Microsoft has announced their implementation of the Apache Avro wire protocol. Avro is described a “compact binary data serialization format similar to Thrift or Protocol Buffers” with additional features needed for distributed processing environments such as Hadoop.
In order to make the protocol as fast as possible, the Microsoft Avro Library uses expression trees to build and compile a custom serializer at run time. After the initial hit to compile the serializer into IL code, this should provide significantly better performance than reflection-based algorithms.
Unlike Protocol Buffers, the Avro protocol is self-describing. When the connection is made between client and server, the schema is transmitted. Usually just once, so neither have to hard code the binary format nor do you need to pay the price to transmit the schema in each message.
Because of this, the Microsoft Avro Library can support three modes:
- Reflection mode. The IL code for the serializer is built based on the schema of .NET types to achieve maximum performance.
- Generic record mode. The JSON schema of the data can be specified at runtime so that it provides the ability for handling dynamic data with arbitrary schema.
- Container mode. The library can generate portable files with embedded schema. The file format is compatible with Avro container file specification and can be used across platforms.
When used in reflection mode, Avro uses the same DataContract/DataMemeber attributes that WCF developers are familiar with.
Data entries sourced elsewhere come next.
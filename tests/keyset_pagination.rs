//! Keyset pagination tests
//!
//! Following `next` links from the first page must visit exactly the rows
//! of the full ordered result, once each, for any mix of directions and
//! nullable keys.

use std::collections::HashSet;

use catalogq::cursor;
use catalogq::endpoint::{ListEndpoint, ListParams};
use catalogq::executor::{MemoryTable, RowSource};
use catalogq::filter::{PropertyDescriptor, PropertyRegistry};
use catalogq::sort::{compare_rows, SortRegistry, SortableDescriptor};
use catalogq::value::ValueType;
use proptest::prelude::*;
use serde_json::{json, Value};
use url::Url;

// =============================================================================
// Fixtures
// =============================================================================

fn endpoint() -> ListEndpoint {
    let filters = PropertyRegistry::new(vec![
        PropertyDescriptor::new("year", ValueType::Int),
        PropertyDescriptor::new("rating", ValueType::Float),
        PropertyDescriptor::new("name", ValueType::Str),
    ])
    .unwrap();
    let sorts = SortRegistry::new(
        vec![
            SortableDescriptor::new("rating", ValueType::Float).nullable(),
            SortableDescriptor::new("year", ValueType::Int),
            SortableDescriptor::new("name", ValueType::Str),
            SortableDescriptor::new("airDate", ValueType::Date)
                .with_column("air_date")
                .nullable(),
        ],
        SortableDescriptor::new("id", ValueType::Int),
    )
    .unwrap();
    ListEndpoint::new("shows", filters, sorts)
        .with_limits(3, 100)
        .unwrap()
}

fn ids(rows: &[Value]) -> Vec<i64> {
    rows.iter().map(|r| r["id"].as_i64().unwrap()).collect()
}

/// Follows `next` links from `first` until the last page
fn walk(endpoint: &ListEndpoint, table: &MemoryTable, first: &str) -> Vec<i64> {
    let mut seen = Vec::new();
    let mut link = Some(first.to_string());
    let mut pages = 0;
    while let Some(current) = link {
        pages += 1;
        assert!(pages <= table.len() + 2, "pagination did not terminate");

        let url = Url::parse(&current).unwrap();
        let query = endpoint.resolve(&ListParams::from_url(&url).unwrap()).unwrap();
        let rows = table.fetch(&query);
        let page = endpoint.page(rows, &url, &query).unwrap();
        seen.extend(ids(&page.items));
        link = page.next;
    }
    seen
}

/// The whole ordered result in one go
fn full(endpoint: &ListEndpoint, table: &MemoryTable, query_string: &str) -> Vec<i64> {
    let url = Url::parse(&format!("http://x/shows?{}", query_string)).unwrap();
    let mut params = ListParams::from_url(&url).unwrap();
    params.limit = None;
    let query = endpoint.resolve(&params).unwrap();
    ids(&table.execute(query.predicate().as_ref(), &query.order_by(), usize::MAX))
}

fn shows() -> MemoryTable {
    MemoryTable::new(vec![
        json!({"id": 1, "rating": 7.5, "year": 2001, "name": "b", "air_date": "2001-03-01"}),
        json!({"id": 2, "rating": null, "year": 2003, "name": "a", "air_date": null}),
        json!({"id": 3, "rating": 9.0, "year": 2001, "name": "c", "air_date": "2001-01-01"}),
        json!({"id": 4, "rating": 7.5, "year": 2000, "name": "a", "air_date": "1999-12-31"}),
        json!({"id": 5, "rating": 8.0, "year": 2003, "name": "b"}),
    ])
}

// =============================================================================
// NULLS LAST
// =============================================================================

#[test]
fn test_null_rating_sorts_last_when_descending() {
    let ep = endpoint();
    let table = shows();
    let all = full(&ep, &table, "sort=-rating&sort=year");
    assert_eq!(all, vec![3, 5, 4, 1, 2]);
    assert_eq!(walk(&ep, &table, "http://x/shows?sort=-rating&sort=year"), all);
}

#[test]
fn test_null_rating_sorts_last_when_ascending() {
    let ep = endpoint();
    let table = shows();
    let all = full(&ep, &table, "sort=rating");
    assert_eq!(all, vec![1, 4, 5, 3, 2]);
    assert_eq!(walk(&ep, &table, "http://x/shows?sort=rating&limit=1"), all);
}

#[test]
fn test_page_boundary_on_null_row() {
    // some limits end a page on a NULL air date with another NULL still to come
    let ep = endpoint();
    let table = shows();
    let all = full(&ep, &table, "sort=-airDate");
    assert_eq!(all, vec![1, 3, 4, 2, 5]);
    for limit in 1..=5 {
        let first = format!("http://x/shows?sort=-airDate&limit={}", limit);
        assert_eq!(walk(&ep, &table, &first), all, "limit {}", limit);
    }
}

// =============================================================================
// MIXED DIRECTIONS AND FILTERS
// =============================================================================

#[test]
fn test_mixed_directions() {
    let ep = endpoint();
    let table = shows();
    let all = full(&ep, &table, "sort=year&sort=-name");
    assert_eq!(all, vec![4, 3, 1, 5, 2]);
    assert_eq!(walk(&ep, &table, "http://x/shows?sort=year,-name&limit=2"), all);
}

#[test]
fn test_filter_is_kept_across_pages() {
    let ep = endpoint();
    let table = shows();
    let all = full(&ep, &table, "filter=year%20ge%202001&sort=name");
    assert_eq!(all, vec![2, 1, 5, 3]);
    assert_eq!(
        walk(&ep, &table, "http://x/shows?filter=year%20ge%202001&sort=name&limit=1"),
        all
    );
}

#[test]
fn test_exact_multiple_of_limit_ends_with_empty_page() {
    let ep = endpoint();
    let table = MemoryTable::new(vec![json!({"id": 1, "year": 1}), json!({"id": 2, "year": 2})]);

    let url = Url::parse("http://x/shows?sort=year&limit=2").unwrap();
    let query = ep.resolve(&ListParams::from_url(&url).unwrap()).unwrap();
    let page = ep.page(table.fetch(&query), &url, &query).unwrap();
    let next = Url::parse(&page.next.unwrap()).unwrap();

    let query = ep.resolve(&ListParams::from_url(&next).unwrap()).unwrap();
    let page = ep.page(table.fetch(&query), &next, &query).unwrap();
    assert!(page.items.is_empty());
    assert!(page.next.is_none());
}

// =============================================================================
// PROPERTIES
// =============================================================================

fn row_strategy() -> impl Strategy<Value = (Option<u8>, u8, u8, Option<u8>)> {
    (
        proptest::option::of(0u8..4),
        0u8..3,
        0u8..3,
        proptest::option::of(1u8..4),
    )
}

fn build_rows(specs: &[(Option<u8>, u8, u8, Option<u8>)]) -> Vec<Value> {
    specs
        .iter()
        .enumerate()
        .map(|(i, (rating, year, name, day))| {
            json!({
                "id": i as i64 + 1,
                "rating": rating.map(|r| f64::from(r) / 2.0),
                "year": 2000 + i64::from(*year),
                "name": (["a", "b", "c"][*name as usize]),
                "air_date": day.map(|d| format!("2020-01-0{}", d)),
            })
        })
        .collect()
}

fn sort_tokens() -> impl Strategy<Value = Vec<String>> {
    proptest::collection::vec((0usize..4, any::<bool>()), 0..4).prop_map(|keys| {
        keys.into_iter()
            .map(|(k, desc)| {
                let name = ["rating", "year", "name", "airDate"][k];
                if desc {
                    format!("-{}", name)
                } else {
                    name.to_string()
                }
            })
            .collect()
    })
}

proptest! {
    /// Walking every page yields the full order, each row exactly once.
    #[test]
    fn keyset_walk_matches_full_order(
        specs in proptest::collection::vec(row_strategy(), 0..24),
        tokens in sort_tokens(),
        limit in 1usize..5,
    ) {
        let ep = endpoint();
        let table = MemoryTable::new(build_rows(&specs));

        let mut query_string: Vec<String> = tokens.iter().map(|t| format!("sort={}", t)).collect();
        query_string.push(format!("limit={}", limit));
        let query_string = query_string.join("&");

        let all = full(&ep, &table, &query_string);
        let walked = walk(&ep, &table, &format!("http://x/shows?{}", query_string));

        let unique: HashSet<i64> = walked.iter().copied().collect();
        prop_assert_eq!(unique.len(), walked.len());
        prop_assert_eq!(walked, all);
    }

    /// No two distinct rows compare equal under a resolved order.
    #[test]
    fn resolved_order_is_total(
        specs in proptest::collection::vec(row_strategy(), 2..12),
        tokens in sort_tokens(),
    ) {
        let ep = endpoint();
        let rows = build_rows(&specs);
        let params = ListParams { sort: tokens, ..Default::default() };
        let order = ep.resolve(&params).unwrap().order_by();
        for (i, a) in rows.iter().enumerate() {
            for b in rows.iter().skip(i + 1) {
                prop_assert_ne!(compare_rows(a, b, &order), std::cmp::Ordering::Equal);
            }
        }
    }

    /// A cursor decodes to exactly the values read off its row.
    #[test]
    fn cursor_round_trip(
        spec in row_strategy(),
        tokens in sort_tokens(),
    ) {
        let ep = endpoint();
        let row = build_rows(&[spec]).remove(0);
        let params = ListParams { sort: tokens, ..Default::default() };
        let sort = ep.resolve(&params).unwrap().sort;

        let token = cursor::encode(&row, &sort).unwrap();
        prop_assert_eq!(cursor::decode(&token, &sort).unwrap(), cursor::extract(&row, &sort).unwrap());
    }

    /// Arbitrary text never panics the decoder.
    #[test]
    fn cursor_decode_is_total(token in "\\PC{0,64}") {
        let ep = endpoint();
        let params = ListParams { sort: vec!["-rating".into()], ..Default::default() };
        let sort = ep.resolve(&params).unwrap().sort;
        let _ = cursor::decode(&token, &sort);
    }
}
In generic record mode it is assumed that you don’t have a .NET class predefined to store the data. Instead you use the AvroRecord class in conjunction with a JSON document that describes the format of the data. AvroRecord objects need to be accessed in a late bound manner (C# dynamic, VB Option Strict Off).
Container mode can be used in conjunction with reflection or generic record mode. Since you are creating files in this mode instead of sending messages over the wire you can compress and/or encrypt the data using whatever means you prefer. Out of the box you get no compression or deflate, but instructions for building your code codec are included.